The bigger picture is understanding how managing your credit impacts your life and the level of significance you’re going to apply to it’s influence. Credit is only as influential as you allow it and the value of credit is different from one individual to the next. For example, credit to a real estate developer is mission-critical, without it, buildings never come to life, whereas, hand-over that million-plus credit line to a child and it’ll sit relatively unused. Tell the developer they’re credit pipeline is cut-off, the result is devastating, tell a child and it won’t impact their lives at all.
So, the next question is, what is more valuable credit or cash? Well, there is an old saying, “Cash is King” whereas, credit doesn’t get anywhere near the same marque status. If you have cash in one hand and credit in the other, you only control one of them – Cash. Credit is controlled by a barrage of complex policies from the retailers who will accept the credit, to the issuers, the processors, the regulators, if anyone of these variables changes it impacts the liquidity of the credit available and the cost of utilizing that credit. Money, while also impacted by a complex institution of variables, it far more transparent than the institution of credit and the impact of these variables is far slower.
Few people will consciously place credit on a higher pedestal than cash, yet when it comes to how they manage one over the other their priorities are reversed. For example, they’ll purposely pay just slightly more than the minimum balance to maintain a higher credit score, they’ll live out the term of their mortgage for tax credits and a higher credit score, and they’ll keep credit lines open simply because, yes, you guessed it, it helps maintain a higher credit score. Millions of Americans purposefully shell out thousands of extra dollars a year to help maintaining a higher credit score.

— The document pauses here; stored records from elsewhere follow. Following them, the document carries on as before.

//! Diagnostics setup
//!
//! Everything logs through `tracing`. Hosts call [`init`] once to get stderr
//! output and, optionally, a side-log file that survives the process.

use crate::config::PACKAGE_SIDE_LOG;
use anyhow::Result;
use std::fs::{File, OpenOptions};
use std::path::{Path, PathBuf};
use tracing_appender::non_blocking::WorkerGuard;
use tracing_subscriber::layer::SubscriberExt;
use tracing_subscriber::util::SubscriberInitExt;
use tracing_subscriber::{fmt, EnvFilter};

/// Install the global subscriber.
///
/// The returned guard flushes the side log on drop and must be kept alive
/// for as long as logging is wanted.
pub fn init(verbose: bool, side_log: Option<&Path>) -> Result<Option<WorkerGuard>> {
    let filter = EnvFilter::from_default_env().add_directive(if verbose {
        "bcfallback=debug".parse()?
    } else {
        "bcfallback=info".parse()?
    });

    let (file_layer, guard) = match side_log.and_then(open_side_log) {
        Some((file, _)) => {
            let (writer, guard) = tracing_appender::non_blocking(file);
            (
                Some(fmt::layer().with_ansi(false).with_writer(writer)),
                Some(guard),
            )
        }
        None => (None, None),
    };

    tracing_subscriber::registry()
        .with(filter)
        .with(fmt::layer().with_writer(std::io::stderr))
        .with(file_layer)
        .try_init()?;

    Ok(guard)
}

/// Open `primary` for appending, falling back to the package log location
pub fn open_side_log(primary: &Path) -> Option<(File, PathBuf)> {
    [primary, Path::new(PACKAGE_SIDE_LOG)]
        .into_iter()
        .find_map(|candidate| open_append(candidate).map(|f| (f, candidate.to_path_buf())))
}

fn open_append(path: &Path) -> Option<File> {
    if let Some(parent) = path.parent() {
        std::fs::create_dir_all(parent).ok()?;
    }
    OpenOptions::new().create(true).append(true).open(path).ok()
}
//! Filesystem seam used by asset resolution
//!
//! Resolution only ever needs an existence probe, so the trait is kept to
//! that. Tests swap in a counting stub to prove that some paths never touch
//! the disk.

use std::path::Path;

/// Existence probe over some filesystem
pub trait Filesystem {
    /// True if `path` names an entry that can be stat'ed
    fn exists(&self, path: &Path) -> bool;
}

/// The real filesystem
#[derive(Debug, Clone, Copy, Default)]
pub struct RealFs;

impl Filesystem for RealFs {
    fn exists(&self, path: &Path) -> bool {
        std::fs::metadata(path).is_ok()
    }
}

impl<F: Filesystem + ?Sized> Filesystem for &F {
    fn exists(&self, path: &Path) -> bool {
        (**self).exists(path)
    }
}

The credit industry livescore.is done a good job in helping shape the perspective of credit and the value of maintaining a high credit score. Visit a personal finance website and you’ll find several articles on the subject of maintaining a high credit score to save thousands of dollars in interest. You can find articles to learn the ‘lifetime value’ of good credit – these articles are talking as if credit makes you money – it doesn’t, it COSTS you money. Remember, while the average American lives a life choked full of credit and other debt instruments, your creditors want to be paid in money, obviously, money is the more valuable commodity of the two. Cash is an asset, it improves your bottom line, debt is a liability and subtracts from it. Cash can put you on the road to financial stability – debt will rob you of it.
Millions of American pay the minimum payment due on their credit cards only to rack up additional charges through the month because they’re out of cash – that’s a bad policy leading to financial disaster. People who do this are basically taking their cash and charging themselves interest to use it. If a household has no cash remaining after paying their creditors they must take drastic measures to realign their financial situation to something manageable. The longer a household let’s a situation like that grow out of control, the more interest, fees, and penalties will accrue. This will mushroom household debt into a horrible monstrosity of near unmanageable proportions – don’t let it get to that point.